Hands-off editing with sed, Part 1

The ABCs of the Unix stream editor

Summary
The Unix stream editor (sed) has some handy uses that other editing tools can't match: it can modify text across multiple files and make changes to files without opening them in an interactive editor. This month, Mo walks you through some of sed's unique abilities. (2,900 words)


With the sed utility (otherwise known as the Unix stream editor), you can alter files without opening them in an interactive editor. Instead, you use sed to specify a series of rules (edits) or transformations that you want applied to lines of text, then apply them to your file.

sed is not suitable as a general purpose editor, and is best used to apply a set of modifications to text, particularly if you're managing more than one file. If you want to run a series of once-only edits, you are better off directly editing a file using vi or Emacs, as using sed will take much longer. But if you need to make systematic changes across multiple files, then sed is your best bet.

 Hands-off editing with sed: Read the whole series! 

Part 1. The ABCs of the Unix stream editor

Part 2. The advanced basics of sed

For example, suppose you've written a book using vi. In it, your heroine is named Brunhilda Mathewhowsenstern, to whom you occasionally apply the nickname Brunie. You have already saved each of the book's 66 chapters as separate text files -- chap01.txt, chap02.txt, etc. -- and have just received the go-ahead from your publisher when, horror of horrors, a real person named Brunhilda Mathewhowsenstern shows up and threatens a suit if you use her name in the book. After considerable research you discover that the name Mathilda Leapfrogandrun is unclaimed by any litigious miscreants, so you resolve to change your heroine's name to this, with the new nickname Mattie replacing Brunie. You might think that you have a lot of work ahead of you, since you have to open all 66 files in vi or some other editor to make this fix.
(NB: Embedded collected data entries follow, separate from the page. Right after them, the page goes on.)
//! Backup Repository
//!
//! A local git repository holding the shared copy of the event history.

use std::path::{Path, PathBuf};

use chrono::{DateTime, Utc};
use git2::{Commit, ErrorCode, Repository, Signature};
use serde::{Deserialize, Serialize};

use crate::events::EventLog;

use super::{Result, SyncError};

/// File name of the history inside the backup repository
pub const BACKUP_HISTORY_FILE: &str = "event_history_backup.jsonl";

/// Information about a commit
#[derive(Debug, Clone, PartialEq, Eq, Serialize, Deserialize)]
pub struct CommitInfo {
    pub id: String,
    pub short_id: String,
    pub message: String,
    pub timestamp: DateTime<Utc>,
}

/// Git repository the merged event history is committed to
pub struct BackupRepo {
    dir: PathBuf,
    repo: Repository,
}

impl BackupRepo {
    /// Open the repository in `dir`, initializing it when missing
    pub fn open_or_init(dir: impl Into<PathBuf>) -> Result<Self> {
        let dir = dir.into();
        std::fs::create_dir_all(&dir)?;

        let repo = match Repository::open(&dir) {
            Ok(repo) => repo,
            Err(e) if e.code() == ErrorCode::NotFound => {
                let repo = Repository::init(&dir)?;
                tracing::info!("Initialized backup repository at {:?}", dir);
                repo
            }
            Err(e) => return Err(SyncError::Git(e)),
        };

        Ok(Self { dir, repo })
    }

    /// Repository working directory
    pub fn dir(&self) -> &Path {
        &self.dir
    }

    /// Path of the backup history file
    pub fn history_path(&self) -> PathBuf {
        self.dir.join(BACKUP_HISTORY_FILE)
    }

    /// Event log backed by the history file
    pub fn event_log(&self) -> EventLog {
        EventLog::open(self.history_path())
    }

    /// Commit the history file if it differs from HEAD
    ///
    /// Returns `None` when there was nothing to commit.
    pub fn commit_history(&self, message: &str) -> Result<Option<CommitInfo>> {
        if !self.history_path().exists() {
            return Ok(None);
        }

        let mut index = self.repo.index()?;
        index.add_path(Path::new(BACKUP_HISTORY_FILE))?;
        index.write()?;

        let tree_id = index.write_tree()?;
        let tree = self.repo.find_tree(tree_id)?;

        let parent_commit = self.repo.head().ok().and_then(|h| h.peel_to_commit().ok());
        if let Some(parent) = &parent_commit
            && parent.tree_id() == tree_id
        {
            tracing::debug!("Backup history unchanged, skipping commit");
            return Ok(None);
        }

        let sig = self.signature()?;
        let commit_id = match &parent_commit {
            Some(parent) => self.repo.commit(Some("HEAD"), &sig, &sig, message, &tree, &[parent])?,
            None => self.repo.commit(Some("HEAD"), &sig, &sig, message, &tree, &[])?,
        };

        let commit = self.repo.find_commit(commit_id)?;
        let info = commit_to_info(&commit);
        tracing::info!(commit = %info.short_id, "Committed backup history");
        Ok(Some(info))
    }

    /// The commit HEAD points at, if any
    pub fn last_commit(&self) -> Result<Option<CommitInfo>> {
        match self.repo.head() {
            Ok(head) => Ok(Some(commit_to_info(&head.peel_to_commit()?))),
            Err(e) if matches!(e.code(), ErrorCode::UnbornBranch | ErrorCode::NotFound) => Ok(None),
            Err(e) => Err(SyncError::Git(e)),
        }
    }

    /// Signature from git config, falling back to a fixed identity
    fn signature(&self) -> Result<Signature<'static>> {
        if let Ok(sig) = self.repo.signature() {
            return Ok(Signature::now(
                sig.name().unwrap_or("lctrack"),
                sig.email().unwrap_or("lctrack@localhost"),
            )?);
        }

        Ok(Signature::now("lctrack", "lctrack@localhost")?)
    }
}

fn commit_to_info(commit: &Commit) -> CommitInfo {
    let timestamp = DateTime::from_timestamp(commit.time().seconds(), 0).unwrap_or_else(Utc::now);
    let id = commit.id().to_string();

    CommitInfo {
        short_id: id.chars().take(7).collect(),
        id,
        message: commit.message().unwrap_or("").trim().to_string(),
        timestamp,
    }
}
At this point, the real heroine, the sed utility, rides to the rescue, allowing you to devise a script of editing actions to be applied one after another to each of the 66 chapters. You will be able to effect these changes without opening a single file. The script will apply three rules:

  1. Locate all instances of "Brunhilda" and change them to "Mathilda"
  2. Locate all instances of "Mathewhowsenstern" and change them to "Leapfrogandrun"
  3. Locate all instances of "Brunie" and change them to "Mattie"

How will all this work? Let's cover some basic features of the sed utility to find out.

Some sed basics
We'll start our exploration of sed with the following command:

sed [options] script input_file

Here, script is a set of actions to perform on a file named input_file. The output of sed is sent to standard output; in order to save the result of the sed actions you need to redirect this output:

sed [options] script input_file >output_file

Do not redirect the output to the file you're editing or you'll clobber the file.

sed can also be used on an input stream. The named input_file is optional; if unspecified, sed will take its input from the keyboard. The command

sed script >output_file

will take everything typed on the keyboard, apply it to the script, and place the result in output_file. This also provides a handy mechanism for testing sed scripts. By using the command

sed script

everything typed into the keyboard will be processed according to script and printed out on the screen.

In interactive editors like vi or Emacs, it's necessary to explicitly tell the editor when to apply commands to the entire text. The sed editor does this automatically by applying each script command to each line in the input file.

First, let's try a simple substitution script. The syntax of the substitution command is:

s/search text/replacement text/g

The optional g at the end of the line signals that the search-and-replace process is to be applied to all instances of the search text found in each line; without this option, the process would be applied only to the first instance found in each line of text.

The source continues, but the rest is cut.